Clark felt well enough after the Steelers' 31-28 loss to the Broncos to call his wife, which always has been his post-game ritual.
But Yonka Clark later got a call from one of his teammates who said Clark had to be taken off the team bus and whisked away to a hospital because he had been experiencing such discomfort. That turned out to be only the beginning of their harrowing ordeal. The worse Clark felt after he returned to Pittsburgh the more, it seemed, the battery of tests he took showed that nothing was wrong with him. "I was trying to be really respectful of the doctors and the trainers, and they tell you that you're going to be OK and sometimes I was kind of made to feel like I was milking it," Clark said. "I'm sure that wasn't their intentions, but they were talking to me like 'You're really OK. I don't know why you feel like you can't do certain things.' "
Snip
Frustrated and scared, Clark sought another opinion in the middle of November. When he told the doctor about his symptoms, Clark immediately was sent to the hospital.

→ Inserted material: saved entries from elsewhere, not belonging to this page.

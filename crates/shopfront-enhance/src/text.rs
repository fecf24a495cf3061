//! Text helpers shared by the enhancements.

/// Whitespace as browsers strip it from form values: Unicode white space
/// plus the byte order mark, but not NEXT LINE (U+0085).
fn is_form_whitespace(c: char) -> bool {
    match c {
        '\u{FEFF}' => true,
        '\u{0085}' => false,
        c => c.is_whitespace(),
    }
}

/// Trim a field value the way page scripts do.
pub(crate) fn trim_value(value: &str) -> &str {
    value.trim_matches(is_form_whitespace)
}
//! Log sinks.

use std::sync::{Arc, Mutex};

use crate::logging::LogEntry;

/// Destination for rendered log entries.
pub trait LogSink: Send + Sync {
    /// Write one entry. `rendered` is the entry in the logger's format.
    fn write(&self, entry: &LogEntry, rendered: &str);
}

/// Writes to stderr.
#[derive(Debug, Clone, Copy, Default)]
pub struct StderrSink;

impl LogSink for StderrSink {
    fn write(&self, _entry: &LogEntry, rendered: &str) {
        eprintln!("{}", rendered);
    }
}

/// Discards everything.
#[derive(Debug, Clone, Copy, Default)]
pub struct NullSink;

impl LogSink for NullSink {
    fn write(&self, _entry: &LogEntry, _rendered: &str) {}
}

/// Collects entries in memory. Clones share the same buffer.
#[derive(Debug, Clone, Default)]
pub struct MemorySink {
    records: Arc<Mutex<Vec<(LogEntry, String)>>>,
}

impl MemorySink {
    /// Create an empty sink.
    pub fn new() -> Self {
        Self::default()
    }

    /// Entries written so far.
    pub fn entries(&self) -> Vec<LogEntry> {
        self.lock().iter().map(|(entry, _)| entry.clone()).collect()
    }

    /// Rendered lines written so far.
    pub fn rendered(&self) -> Vec<String> {
        self.lock().iter().map(|(_, line)| line.clone()).collect()
    }

    /// Whether any entry's message contains `needle`.
    pub fn contains(&self, needle: &str) -> bool {
        self.lock().iter().any(|(entry, _)| entry.message.contains(needle))
    }

    fn lock(&self) -> std::sync::MutexGuard<'_, Vec<(LogEntry, String)>> {
        // A panic while holding the lock only loses log lines.
        self.records
            .lock()
            .unwrap_or_else(|poisoned| poisoned.into_inner())
    }
}

impl LogSink for MemorySink {
    fn write(&self, entry: &LogEntry, rendered: &str) {
        self.lock().push((entry.clone(), rendered.to_string()));
    }
}
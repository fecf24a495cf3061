//! Shopfront CLI - Command line tool for the storefront assets.
//!
//! Commands:
//! - `shopfront theme` - Export or check the design tokens
//! - `shopfront seo` - Render product structured data
//! - `shopfront cart` - Inspect and edit a file-backed cart
//! - `shopfront config` - Manage enhancement configuration

mod commands;
mod context;
mod output;
mod store;

use anyhow::Result;
use clap::{Parser, Subcommand};

use commands::{CartArgs, ConfigArgs, SeoArgs, ThemeArgs};

/// Shopfront CLI - Build-time and debugging tools for the storefront
#[derive(Parser)]
#[command(name = "shopfront")]
#[command(author, version, about, long_about = None)]
#[command(propagate_version = true)]
struct Cli {
    /// Enable verbose output
    #[arg(short, long, global = true)]
    verbose: bool,

    /// Use JSON output format
    #[arg(long, global = true)]
    json: bool,

    /// Config file path
    #[arg(short, long, global = true)]
    config: Option<String>,

    #[command(subcommand)]
    command: Commands,
}

#[derive(Subcommand)]
enum Commands {
    /// Export or check the theme tokens
    Theme(ThemeArgs),

    /// Render schema.org structured data for products
    Seo(SeoArgs),

    /// Inspect and edit a cart stored in a file
    Cart(CartArgs),

    /// Manage configuration
    Config(ConfigArgs),
}

fn main() -> Result<()> {
    let cli = Cli::parse();

    let output = output::Output::new(cli.verbose, cli.json);

    let ctx = match context::Context::load(cli.config.as_deref(), output.clone()) {
        Ok(ctx) => ctx,
        Err(e) => {
            output.error(&format!("{:#}", e));
            std::process::exit(1);
        }
    };

    let result = match cli.command {
        Commands::Theme(args) => commands::theme::run(args, &ctx),
        Commands::Seo(args) => commands::seo::run(args, &ctx),
        Commands::Cart(args) => commands::cart::run(args, &ctx),
        Commands::Config(args) => commands::config::run(args, &ctx),
    };

    if let Err(e) = result {
        ctx.output.error(&format!("{:#}", e));
        std::process::exit(1);
    }

    Ok(())
}
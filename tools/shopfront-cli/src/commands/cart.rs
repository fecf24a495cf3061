//! File-backed cart commands.

use anyhow::{bail, Result};
use shopfront_cart::{CartStore, LineItem, LineItemId};

use super::{CartArgs, CartCommand};
use crate::context::Context;
use crate::store::FileStore;

/// Run the cart command.
pub fn run(args: CartArgs, ctx: &Context) -> Result<()> {
    let path = ctx.resolve_path(&args.file);
    ctx.output.debug(&format!("Cart file: {}", path.display()));
    let mut cart = CartStore::new(FileStore::new(path), ctx.config.cart.storage_key.clone())
        .with_logger(ctx.logger.clone());

    match args.command {
        CartCommand::Show => {}
        CartCommand::Add {
            id,
            quantity,
            name,
            price,
        } => {
            let mut item = LineItem::new(id.as_str(), quantity);
            if let Some(name) = name {
                item = item.with_detail("name", name);
            }
            if let Some(price) = price {
                item = item.with_detail("price", price);
            }
            cart.add_item(item)?;
            ctx.output.success(&format!("Added {} x {}", quantity, id));
        }
        CartCommand::Remove { id } => {
            cart.remove_item(&LineItemId::new(id.as_str()))?;
            ctx.output.success(&format!("Removed {}", id));
        }
        CartCommand::Set { id, quantity } => {
            if !cart.update_quantity(&LineItemId::new(id.as_str()), quantity)? {
                bail!("No item with id {} in the cart", id);
            }
            ctx.output.success(&format!("Set {} to {}", id, quantity));
        }
        CartCommand::Clear => {
            cart.clear_cart()?;
            ctx.output.success("Cart cleared");
        }
    }

    show(&cart, ctx);
    Ok(())
}

fn show(cart: &CartStore<FileStore>, ctx: &Context) {
    let items = cart.get_cart();

    if ctx.output.is_json() {
        ctx.output.json(&serde_json::json!({
            "items": items,
            "item_count": cart.item_count(),
        }));
        return;
    }

    ctx.output.header("Cart");
    if items.is_empty() {
        ctx.output.info("Cart is empty");
        return;
    }

    let widths = [20, 8, 24];
    ctx.output.table_row(&["ID", "QTY", "NAME"], &widths);
    for item in &items {
        let quantity = item.quantity.to_string();
        ctx.output.table_row(
            &[item.id.as_str(), quantity.as_str(), item.name().unwrap_or("-")],
            &widths,
        );
    }
    ctx.output.kv("items", &cart.item_count().to_string());
}
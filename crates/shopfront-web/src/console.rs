//! Browser console log sink.

use shopfront_observability::{LogEntry, LogLevel, LogSink};
use wasm_bindgen::JsValue;

/// Writes each entry to the console method matching its level.
#[derive(Debug, Clone, Copy, Default)]
pub struct ConsoleSink;

impl LogSink for ConsoleSink {
    fn write(&self, entry: &LogEntry, rendered: &str) {
        let line = JsValue::from_str(rendered);
        match entry.level {
            LogLevel::Trace | LogLevel::Debug => web_sys::console::debug_1(&line),
            LogLevel::Info => web_sys::console::info_1(&line),
            LogLevel::Warn => web_sys::console::warn_1(&line),
            LogLevel::Error => web_sys::console::error_1(&line),
        }
    }
}
//! Structured data rendering.

use std::fs;

use anyhow::{Context as _, Result};
use shopfront_core::SeoConfig;
use shopfront_enhance::{ProductSnapshot, ProductStructuredData};

use super::{SeoArgs, SeoCommand};
use crate::context::Context;

/// Run the seo command.
pub fn run(args: SeoArgs, ctx: &Context) -> Result<()> {
    match args.command {
        SeoCommand::Render { products } => render(&products, ctx),
    }
}

fn render(path: &str, ctx: &Context) -> Result<()> {
    let path = ctx.resolve_path(path);
    let content = fs::read_to_string(&path)
        .with_context(|| format!("Failed to read products: {}", path.display()))?;
    let products: Vec<ProductSnapshot> = serde_json::from_str(&content)
        .with_context(|| format!("Failed to parse products: {}", path.display()))?;

    let documents = documents(&products, &ctx.config.seo);
    let skipped = products.len() - documents.len();
    if skipped > 0 {
        ctx.output
            .warn(&format!("Skipped {} product(s) without a name or price", skipped));
    }

    if ctx.output.is_json() {
        ctx.output.json(&documents);
        return Ok(());
    }

    for document in &documents {
        let json = serde_json::to_string_pretty(document)?;
        ctx.output.raw(&format!(
            "<script type=\"application/ld+json\">\n{}\n</script>",
            json
        ));
    }
    Ok(())
}

/// Documents for the products that have a name and price, in input order.
pub fn documents(products: &[ProductSnapshot], config: &SeoConfig) -> Vec<ProductStructuredData> {
    products
        .iter()
        .filter_map(|product| ProductStructuredData::from_snapshot(product, config))
        .collect()
}
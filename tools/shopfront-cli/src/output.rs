//! Output formatting for the CLI.

use console::style;

/// Output handler for CLI messages.
#[derive(Clone)]
pub struct Output {
    verbose: bool,
    json: bool,
}

impl Output {
    /// Create a new output handler.
    pub fn new(verbose: bool, json: bool) -> Self {
        Self { verbose, json }
    }

    /// Print an info message.
    pub fn info(&self, msg: &str) {
        if self.json {
            return;
        }
        println!("{} {}", style("ℹ").blue(), msg);
    }

    /// Print a success message.
    pub fn success(&self, msg: &str) {
        if self.json {
            return;
        }
        println!("{} {}", style("✓").green(), msg);
    }

    /// Print a warning message.
    pub fn warn(&self, msg: &str) {
        if self.json {
            return;
        }
        eprintln!("{} {}", style("⚠").yellow(), msg);
    }

    /// Print an error message.
    pub fn error(&self, msg: &str) {
        if self.json {
            eprintln!("{}", serde_json::json!({ "error": msg }));
            return;
        }
        eprintln!("{} {}", style("✗").red(), style(msg).red());
    }

    /// Print a debug message (only in verbose mode).
    pub fn debug(&self, msg: &str) {
        if !self.verbose || self.json {
            return;
        }
        eprintln!("{} {}", style("→").dim(), style(msg).dim());
    }

    /// Print a header/title.
    pub fn header(&self, msg: &str) {
        if self.json {
            return;
        }
        println!("\n{}", style(msg).bold().underlined());
    }

    /// Print JSON output.
    pub fn json<T: serde::Serialize>(&self, value: &T) {
        if let Ok(json) = serde_json::to_string_pretty(value) {
            println!("{}", json);
        }
    }

    /// Print generated content verbatim.
    pub fn raw(&self, content: &str) {
        print!("{}", content);
        if !content.ends_with('\n') {
            println!();
        }
    }

    /// Print a key-value pair.
    pub fn kv(&self, key: &str, value: &str) {
        if self.json {
            return;
        }
        println!("  {}: {}", style(key).dim(), value);
    }

    /// Print a list item.
    pub fn list_item(&self, item: &str) {
        if self.json {
            return;
        }
        println!("  {} {}", style("•").dim(), item);
    }

    /// Print a table row.
    pub fn table_row(&self, cols: &[&str], widths: &[usize]) {
        if self.json {
            return;
        }
        let formatted: Vec<String> = cols
            .iter()
            .zip(widths.iter())
            .map(|(col, width)| format!("{:width$}", col, width = width))
            .collect();
        println!("  {}", formatted.join("  "));
    }

    /// Check if verbose mode is enabled.
    pub fn is_verbose(&self) -> bool {
        self.verbose
    }

    /// Check if JSON mode is enabled.
    pub fn is_json(&self) -> bool {
        self.json
    }
}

He had his spleen removed after an infection was discovered -- the operation took more than four hours because his spleen was in such bad shape -- and a couple of weeks later his gall bladder came out, too.
Many black athletes have Sickle Trait and play sports all their lives. It is rare for there to be problems but it does happen. An early symptom is leg cramps. Not all cramps are Sickle Trait6 related though.
I am sad to say that my school lost a promising young athlete in 1985 due to Sickle Trait. FSU lost one a few years back.